TASK INSTRUCTIONS — In the records that follow, find each line with "JsonObject" and pull it out.

** Opening EXTRACTED RECORDS block **

//! Request builder, response parser and blocking executor for the Pocket API.
//!
//! # Design
//! Every remote operation is split into a `build_*` method that produces an
//! `HttpRequest` and a `parse_*` method that consumes an `HttpResponse`. The
//! plain-named method (`retrieve`, `add`, ...) runs the two through the
//! client's `Transport`. Callers that want to own the I/O can use the split
//! halves directly.
//!
//! Credential checks happen in `build_*`, so an unauthenticated call fails
//! before anything reaches the transport.

use std::collections::BTreeMap;

use url::form_urlencoded;

use crate::config::ClientConfig;
use crate::error::ApiError;
use crate::http::{
    HttpMethod, HttpRequest, HttpResponse, CONTENT_TYPE_FORM, CONTENT_TYPE_JSON,
    ERROR_CODE_HEADER, ERROR_MESSAGE_HEADER,
};
use crate::transport::{Transport, UreqTransport};
use crate::types::{Action, AddRequest, ModifyRequest, RetrieveRequest};

const REQUEST_TOKEN_PATH: &str = "/v3/oauth/request";
const ACCESS_TOKEN_PATH: &str = "/v3/oauth/authorize";
const AUTHORIZATION_PATH: &str = "/auth/authorize";
const RETRIEVE_PATH: &str = "/v3/get";
const ADD_PATH: &str = "/v3/add";
const MODIFY_PATH: &str = "/v3/send";

/// Dynamic JSON object returned by the item endpoints.
pub type JsonObject = serde_json::Map<String, serde_json::Value>;

/// Result of the access-token exchange.
#[derive(Debug, Clone, PartialEq, Eq)]
pub struct Credentials {
    pub access_token: String,
    pub username: String,
}

/// Client for one Pocket application (consumer key) and at most one user.
#[derive(Debug, Clone)]
pub struct PocketClient<T = UreqTransport> {
    consumer_key: String,
    access_token: String,
    username: String,
    base_url: String,
    transport: T,
}

impl PocketClient<UreqTransport> {
    /// Unauthenticated client; run the token exchange before item calls.
    pub fn new(consumer_key: &str) -> Self {
        Self::with_config(consumer_key, &ClientConfig::default())
    }

    /// Client for a user whose access token is already known.
    pub fn with_access_token(consumer_key: &str, access_token: &str, username: &str) -> Self {
        Self::new(consumer_key).authenticated(access_token, username)
    }

    pub fn with_config(consumer_key: &str, config: &ClientConfig) -> Self {
        Self::with_transport(consumer_key, &config.base_url, UreqTransport::new(config))
    }
}

impl<T> PocketClient<T> {
    pub fn with_transport(consumer_key: &str, base_url: &str, transport: T) -> Self {
        Self {
            consumer_key: consumer_key.to_string(),
            access_token: String::new(),
            username: String::new(),
            base_url: base_url.trim_end_matches('/').to_string(),
            transport,
        }
    }

    pub fn authenticated(mut self, access_token: &str, username: &str) -> Self {
        self.access_token = access_token.to_string();
        self.username = username.to_string();
        self
    }

    pub fn consumer_key(&self) -> &str {
        &self.consumer_key
    }

    pub fn access_token(&self) -> &str {
        &self.access_token
    }

    pub fn username(&self) -> &str {
        &self.username
    }

    pub fn is_authenticated(&self) -> bool {
        !self.access_token.is_empty()
    }

    fn endpoint(&self, path: &str) -> String {
        format!("{}{path}", self.base_url)
    }

    fn require_access_token(&self) -> Result<(), ApiError> {
        if self.is_authenticated() {
            Ok(())
        } else {
            Err(ApiError::MissingAccessToken)
        }
    }

    // --- OAuth-like token exchange ---

    pub fn build_request_token(&self, redirect_uri: &str) -> HttpRequest {
        let body = form_urlencoded::Serializer::new(String::new())
            .append_pair("consumer_key", &self.consumer_key)
            .append_pair("redirect_uri", redirect_uri)
            .finish();
        form_post(self.endpoint(REQUEST_TOKEN_PATH), body)
    }

    /// Extracts the request token from the `code` field. A response without
    /// `code` is an `ApiError::Decode`, never an empty token.
    pub fn parse_request_token(&self, response: HttpResponse) -> Result<String, ApiError> {
        let body = check_status(response)?;
        query_field(query_text(&body)?, "code")
    }

    /// URL the user must visit to approve `request_token`. Pure; no I/O.
    pub fn authorization_url(&self, request_token: &str, redirect_uri: &str) -> String {
        let query = form_urlencoded::Serializer::new(String::new())
            .append_pair("request_token", request_token)
            .append_pair("redirect_uri", redirect_uri)
            .finish();
        format!("{}?{query}", self.endpoint(AUTHORIZATION_PATH))
    }

    pub fn build_access_token(&self, request_token: &str) -> HttpRequest {
        let body = form_urlencoded::Serializer::new(String::new())
            .append_pair("consumer_key", &self.consumer_key)
            .append_pair("code", request_token)
            .finish();
        form_post(self.endpoint(ACCESS_TOKEN_PATH), body)
    }

    pub fn parse_access_token(&self, response: HttpResponse) -> Result<Credentials, ApiError> {
        let body = check_status(response)?;
        let body = query_text(&body)?;
        let access_token = query_field(body, "access_token")?;
        let username = query_field(body, "username").unwrap_or_default();
        Ok(Credentials {
            access_token,
            username,
        })
    }

    // --- item API ---

    pub fn build_retrieve(&self, request: RetrieveRequest) -> Result<HttpRequest, ApiError> {
        self.require_access_token()?;
        let mut params = request.into_params();
        self.insert_credentials(&mut params);
        json_post(self.endpoint(RETRIEVE_PATH), &params)
    }

    pub fn parse_retrieve(&self, response: HttpResponse) -> Result<JsonObject, ApiError> {
        decode_object(response)
    }

    pub fn build_add(&self, request: &AddRequest) -> Result<HttpRequest, ApiError> {
        self.require_access_token()?;
        let mut params = request.params();
        self.insert_credentials(&mut params);
        json_post(self.endpoint(ADD_PATH), &params)
    }

    pub fn parse_add(&self, response: HttpResponse) -> Result<JsonObject, ApiError> {
        decode_object(response)
    }

    pub fn build_modify(&self, request: &ModifyRequest) -> Result<HttpRequest, ApiError> {
        self.require_access_token()?;
        let actions: Vec<serde_json::Value> = request.actions().iter().map(Action::to_json).collect();
        let actions = serde_json::to_string(&actions).map_err(|e| ApiError::Serialization(e.to_string()))?;
        let query = form_urlencoded::Serializer::new(String::new())
            .append_pair("consumer_key", &self.consumer_key)
            .append_pair("access_token", &self.access_token)
            .append_pair("actions", &actions)
            .finish();
        Ok(HttpRequest {
            method: HttpMethod::Get,
            url: format!("{}?{query}", self.endpoint(MODIFY_PATH)),
            headers: Vec::new(),
            body: None,
        })
    }

    pub fn parse_modify(&self, response: HttpResponse) -> Result<JsonObject, ApiError> {
        decode_object(response)
    }

    fn insert_credentials(&self, params: &mut BTreeMap<String, String>) {
        params.insert("consumer_key".to_string(), self.consumer_key.clone());
        params.insert("access_token".to_string(), self.access_token.clone());
    }
}

impl<T: Transport> PocketClient<T> {
    /// Step one of authentication: obtain a request token.
    pub fn request_token(&self, redirect_uri: &str) -> Result<String, ApiError> {
        let response = self.send("request_token", self.build_request_token(redirect_uri))?;
        self.parse_request_token(response)
    }

    /// Final step of authentication. Stores the access token and username on
    /// the client and returns them.
    pub fn fetch_access_token(&mut self, request_token: &str) -> Result<Credentials, ApiError> {
        let response = self.send("access_token", self.build_access_token(request_token))?;
        let credentials = self.parse_access_token(response)?;
        self.access_token = credentials.access_token.clone();
        self.username = credentials.username.clone();
        tracing::debug!(username = %self.username, "pocket access token obtained");
        Ok(credentials)
    }

    pub fn retrieve(&self, request: RetrieveRequest) -> Result<JsonObject, ApiError> {
        let response = self.send("retrieve", self.build_retrieve(request)?)?;
        self.parse_retrieve(response)
    }

    pub fn add(&self, request: &AddRequest) -> Result<JsonObject, ApiError> {
        let response = self.send("add", self.build_add(request)?)?;
        self.parse_add(response)
    }

    pub fn modify(&self, request: &ModifyRequest) -> Result<JsonObject, ApiError> {
        let response = self.send("modify", self.build_modify(request)?)?;
        self.parse_modify(response)
    }

    fn send(&self, operation: &'static str, request: HttpRequest) -> Result<HttpResponse, ApiError> {
        // The URL is not logged: for modify it carries the access token.
        tracing::debug!(operation, method = ?request.method, "sending pocket request");
        let response = self.transport.execute(request)?;
        tracing::debug!(operation, status = response.status, "pocket response received");
        Ok(response)
    }
}

fn form_post(url: String, body: String) -> HttpRequest {
    HttpRequest {
        method: HttpMethod::Post,
        url,
        headers: vec![("content-type".to_string(), CONTENT_TYPE_FORM.to_string())],
        body: Some(body),
    }
}

fn json_post(url: String, params: &BTreeMap<String, String>) -> Result<HttpRequest, ApiError> {
    let body = serde_json::to_string(params).map_err(|e| ApiError::Serialization(e.to_string()))?;
    Ok(HttpRequest {
        method: HttpMethod::Post,
        url,
        headers: vec![("content-type".to_string(), CONTENT_TYPE_JSON.to_string())],
        body: Some(body),
    })
}

/// Return the body of a 200 response, or turn anything else into
/// `ApiError::Service` using Pocket's error headers. The error keeps the body,
/// decoded lossily.
pub fn check_status(response: HttpResponse) -> Result<Vec<u8>, ApiError> {
    if response.status == 200 {
        return Ok(response.body);
    }
    let code = response
        .header(ERROR_CODE_HEADER)
        .and_then(|value| value.trim().parse().ok());
    let message = response.header(ERROR_MESSAGE_HEADER).unwrap_or_default().to_string();
    tracing::debug!(status = response.status, code = ?code, %message, "pocket service error");
    Err(ApiError::Service {
        status: response.status,
        code,
        message,
        body: String::from_utf8_lossy(&response.body).into_owned(),
    })
}

fn decode_object(response: HttpResponse) -> Result<JsonObject, ApiError> {
    let body = check_status(response)?;
    match serde_json::from_slice(&body) {
        Ok(serde_json::Value::Object(object)) => Ok(object),
        Ok(other) => Err(ApiError::Decode(format!("expected a JSON object, got {other}"))),
        Err(e) => Err(ApiError::Decode(e.to_string())),
    }
}

fn query_text(body: &[u8]) -> Result<&str, ApiError> {
    std::str::from_utf8(body).map_err(|e| ApiError::Decode(format!("query string is not UTF-8: {e}")))
}

fn query_field(body: &str, key: &str) -> Result<String, ApiError> {
    form_urlencoded::parse(body.trim().as_bytes())
        .find(|(k, _)| k == key)
        .map(|(_, v)| v.into_owned())
        .ok_or_else(|| ApiError::Decode(format!("missing field `{key}` in {body:?}")))
}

** Closing EXTRACTED RECORDS block **

OUTPUT FOR THIS TASK —
pub type JsonObject = serde_json::Map<String, serde_json::Value>;
    pub fn parse_retrieve(&self, response: HttpResponse) -> Result<JsonObject, ApiError> {
    pub fn parse_add(&self, response: HttpResponse) -> Result<JsonObject, ApiError> {
    pub fn parse_modify(&self, response: HttpResponse) -> Result<JsonObject, ApiError> {
    pub fn retrieve(&self, request: RetrieveRequest) -> Result<JsonObject, ApiError> {
    pub fn add(&self, request: &AddRequest) -> Result<JsonObject, ApiError> {
    pub fn modify(&self, request: &ModifyRequest) -> Result<JsonObject, ApiError> {
fn decode_object(response: HttpResponse) -> Result<JsonObject, ApiError> {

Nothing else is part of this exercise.